By default, workspace routes are served under:

/gw/<tenant-slug>/...

If you use named HTTP APIs, they are served under:

/gw/<label>/...

If your installation supports it, you can also bind a custom domain.

A typical public endpoint call looks like this:

curl -X POST https://your-host/gw/your-tenant/hello-world \
  -H "Content-Type: application/json" \
  -d '{"name":"Alice"}'

If the route is protected with API key authentication, call it like this:

curl -X POST https://your-host/gw/your-tenant/hello-world \
  -H "Content-Type: application/json" \
  -H "X-Api-Key: your-key" \
  -d '{"name":"Alice"}'

At that point, your function is no longer just code in the editor. It is a live endpoint that can be used by frontends, webhooks, internal tools, cron-driven workflows, or external integrations.


What makes this flow fast

The reason this three-step flow works well is that Inquir Compute keeps the full backend path in one product:

  • write code in the browser
  • run and debug it immediately
  • deploy it without extra infrastructure work
  • expose it through the gateway
  • observe executions through logs and traces

You are not forced to wire together separate platforms for functions, routing, secrets, and debugging before you can ship a simple API.

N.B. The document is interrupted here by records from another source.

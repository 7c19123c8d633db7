//! Primitive collision shapes
//!
//! Immutable value types consumed by the intersection functions in
//! [`super::intersect`]. None of them own anything beyond their own numbers.

use crate::foundation::math::{Quat, Vec2, Vec3};

/// Tolerance below which a length or denominator is treated as zero
pub const GEOMETRY_EPSILON: f32 = 1e-6;

/// A finite line segment
#[derive(Debug, Clone, Copy, PartialEq)]
pub struct LineSegment {
    /// Start point (t = 0)
    pub start: Vec3,
    /// End point (t = 1)
    pub end: Vec3,
}

impl LineSegment {
    /// Creates a new segment
    pub fn new(start: Vec3, end: Vec3) -> Self {
        Self { start, end }
    }

    /// Point along the segment where 0 <= t <= 1
    pub fn point_on_segment(&self, t: f32) -> Vec3 {
        self.start + (self.end - self.start) * t
    }

    /// Segment direction (not normalized)
    pub fn direction(&self) -> Vec3 {
        self.end - self.start
    }

    /// Squared length of the segment
    pub fn length_sq(&self) -> f32 {
        (self.end - self.start).magnitude_squared()
    }

    /// Minimum distance squared between `point` and this segment
    pub fn min_dist_sq(&self, point: &Vec3) -> f32 {
        let ab = self.end - self.start;
        let ac = point - self.start;
        let ab_len_sq = ab.magnitude_squared();
        if ab_len_sq <= GEOMETRY_EPSILON {
            return ac.magnitude_squared();
        }

        let t = (ac.dot(&ab) / ab_len_sq).clamp(0.0, 1.0);
        (point - (self.start + ab * t)).magnitude_squared()
    }

    /// Minimum distance squared between two segments
    ///
    /// Clamped closest-point computation; degenerate (point) segments are
    /// handled by falling back to point/segment distance.
    pub fn min_dist_sq_between(a: &LineSegment, b: &LineSegment) -> f32 {
        let d1 = a.end - a.start;
        let d2 = b.end - b.start;
        let r = a.start - b.start;
        let len1 = d1.magnitude_squared();
        let len2 = d2.magnitude_squared();

        if len1 <= GEOMETRY_EPSILON && len2 <= GEOMETRY_EPSILON {
            return r.magnitude_squared();
        }
        if len1 <= GEOMETRY_EPSILON {
            return b.min_dist_sq(&a.start);
        }
        if len2 <= GEOMETRY_EPSILON {
            return a.min_dist_sq(&b.start);
        }

        let c = d1.dot(&r);
        let f = d2.dot(&r);
        let e = d1.dot(&d2);
        let denom = len1 * len2 - e * e;

        // Parallel segments: pick any s and let t follow
        let mut s = if denom > GEOMETRY_EPSILON {
            ((e * f - c * len2) / denom).clamp(0.0, 1.0)
        } else {
            0.0
        };

        let mut t = (e * s + f) / len2;
        if t < 0.0 {
            t = 0.0;
            s = (-c / len1).clamp(0.0, 1.0);
        } else if t > 1.0 {
            t = 1.0;
            s = ((e - c) / len1).clamp(0.0, 1.0);
        }

        let closest_a = a.start + d1 * s;
        let closest_b = b.start + d2 * t;
        (closest_a - closest_b).magnitude_squared()
    }
}

/// A plane `normal · p + d = 0`
#[derive(Debug, Clone, Copy, PartialEq)]
pub struct Plane {
    /// Unit normal
    pub normal: Vec3,
    /// Signed offset
    pub d: f32,
}

impl Plane {
    /// Creates a plane from a normal and offset
    pub fn new(normal: Vec3, d: f32) -> Self {
        Self { normal, d }
    }

    /// Plane through three points, normal by the right-hand rule (a, b, c)
    ///
    /// Collinear or repeated points span no plane and give `None`.
    pub fn from_points(a: &Vec3, b: &Vec3, c: &Vec3) -> Option<Self> {
        let normal = (b - a).cross(&(c - a)).try_normalize(GEOMETRY_EPSILON)?;
        Some(Self { normal, d: -a.dot(&normal) })
    }

    /// Signed distance from `point` to the plane (positive on the normal side)
    pub fn signed_dist(&self, point: &Vec3) -> f32 {
        point.dot(&self.normal) + self.d
    }
}

/// A sphere
#[derive(Debug, Clone, Copy, PartialEq)]
pub struct Sphere {
    /// Center point
    pub center: Vec3,
    /// Radius
    pub radius: f32,
}

impl Sphere {
    /// Creates a new sphere
    pub fn new(center: Vec3, radius: f32) -> Self {
        Self { center, radius }
    }

    /// Point containment (surface counts as inside)
    pub fn contains(&self, point: &Vec3) -> bool {
        (self.center - point).magnitude_squared() <= self.radius * self.radius
    }
}

/// Axis-aligned bounding box
#[derive(Debug, Clone, Copy, PartialEq)]
pub struct Aabb {
    /// Minimum corner
    pub min: Vec3,
    /// Maximum corner
    pub max: Vec3,
}

impl Aabb {
    /// Creates a box from its corners
    pub fn new(min: Vec3, max: Vec3) -> Self {
        Self { min, max }
    }

    /// An inverted box that any call to [`Aabb::update_min_max`] replaces
    pub fn empty() -> Self {
        Self {
            min: Vec3::repeat(f32::INFINITY),
            max: Vec3::repeat(f32::NEG_INFINITY),
        }
    }

    /// Grow the box to account for `point` (used when fitting a model)
    pub fn update_min_max(&mut self, point: &Vec3) {
        self.min = self.min.inf(point);
        self.max = self.max.sup(point);
    }

    /// Rotate the box by `q` and re-fit it around the rotated corners
    pub fn rotate(&mut self, q: &Quat) {
        let corners = self.corners();
        let first = q * corners[0];
        self.min = first;
        self.max = first;
        for corner in &corners[1..] {
            self.update_min_max(&(q * corner));
        }
    }

    /// The eight corners
    pub fn corners(&self) -> [Vec3; 8] {
        let (lo, hi) = (self.min, self.max);
        [
            Vec3::new(lo.x, lo.y, lo.z),
            Vec3::new(hi.x, lo.y, lo.z),
            Vec3::new(lo.x, hi.y, lo.z),
            Vec3::new(lo.x, lo.y, hi.z),
            Vec3::new(lo.x, hi.y, hi.z),
            Vec3::new(hi.x, lo.y, hi.z),
            Vec3::new(hi.x, hi.y, lo.z),
            Vec3::new(hi.x, hi.y, hi.z),
        ]
    }

    /// Point containment (faces count as inside)
    pub fn contains(&self, point: &Vec3) -> bool {
        point.x >= self.min.x && point.x <= self.max.x
            && point.y >= self.min.y && point.y <= self.max.y
            && point.z >= self.min.z && point.z <= self.max.z
    }

    /// Squared distance from `point` to the box, zero inside
    pub fn min_dist_sq(&self, point: &Vec3) -> f32 {
        let dx = (self.min.x - point.x).max(0.0).max(point.x - self.max.x);
        let dy = (self.min.y - point.y).max(0.0).max(point.y - self.max.y);
        let dz = (self.min.z - point.z).max(0.0).max(point.z - self.max.z);
        dx * dx + dy * dy + dz * dz
    }

    /// Box center
    pub fn center(&self) -> Vec3 {
        (self.min + self.max) * 0.5
    }

    /// Half-size along each axis
    pub fn extents(&self) -> Vec3 {
        (self.max - self.min) * 0.5
    }
}

/// Oriented bounding box
#[derive(Debug, Clone, Copy, PartialEq)]
pub struct Obb {
    /// Center point
    pub center: Vec3,
    /// Orientation
    pub rotation: Quat,
    /// Half-size along each local axis
    pub extents: Vec3,
}

/// A capsule: a swept sphere along a segment
#[derive(Debug, Clone, Copy, PartialEq)]
pub struct Capsule {
    /// Core segment
    pub segment: LineSegment,
    /// Radius around the segment
    pub radius: f32,
}

impl Capsule {
    /// Creates a capsule between two points
    pub fn new(start: Vec3, end: Vec3, radius: f32) -> Self {
        Self {
            segment: LineSegment::new(start, end),
            radius,
        }
    }

    /// Point along the core segment where 0 <= t <= 1
    pub fn point_on_segment(&self, t: f32) -> Vec3 {
        self.segment.point_on_segment(t)
    }

    /// Point containment (surface counts as inside)
    pub fn contains(&self, point: &Vec3) -> bool {
        self.segment.min_dist_sq(point) <= self.radius * self.radius
    }
}

/// A convex polygon in 2D with clockwise vertex order
#[derive(Debug, Clone, Default, PartialEq)]
pub struct ConvexPolygon {
    /// Vertices in clockwise order
    pub vertices: Vec<Vec2>,
}

impl ConvexPolygon {
    /// Creates a polygon from clockwise vertices
    pub fn new(vertices: Vec<Vec2>) -> Self {
        Self { vertices }
    }

    /// Point containment for a clockwise polygon (edges count as inside).
    ///
    /// Polygons with fewer than three vertices contain nothing.
    pub fn contains(&self, point: &Vec2) -> bool {
        let count = self.vertices.len();
        if count < 3 {
            return false;
        }

        (0..count).all(|i| {
            let a = self.vertices[i];
            let b = self.vertices[(i + 1) % count];
            let edge = b - a;
            let to_point = point - a;
            // Clockwise: the interior lies to the right of every edge
            edge.x * to_point.y - edge.y * to_point.x <= GEOMETRY_EPSILON
        })
    }
}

That makes Inquir Compute especially useful when you want to launch:

  • a lightweight REST endpoint
  • a webhook receiver
  • an internal API for your frontend
  • an automation endpoint used by scheduled jobs
  • an AI-powered backend action

Final thoughts

Creating an endpoint in Inquir Compute is not a long DevOps process. In the shortest version, it is just this:

  1. Create a function
  2. Test and configure it
  3. Deploy it and publish the route

That is enough to go from idea to a live HTTPS endpoint with one platform handling runtime, gateway, and observability.

If you want the fastest first project, start with a single POST route that returns JSON, verify it in the editor, then publish it through the gateway. Once that works, you can extend the same function with auth, environment variables, path parameters, rate limits, or custom domains.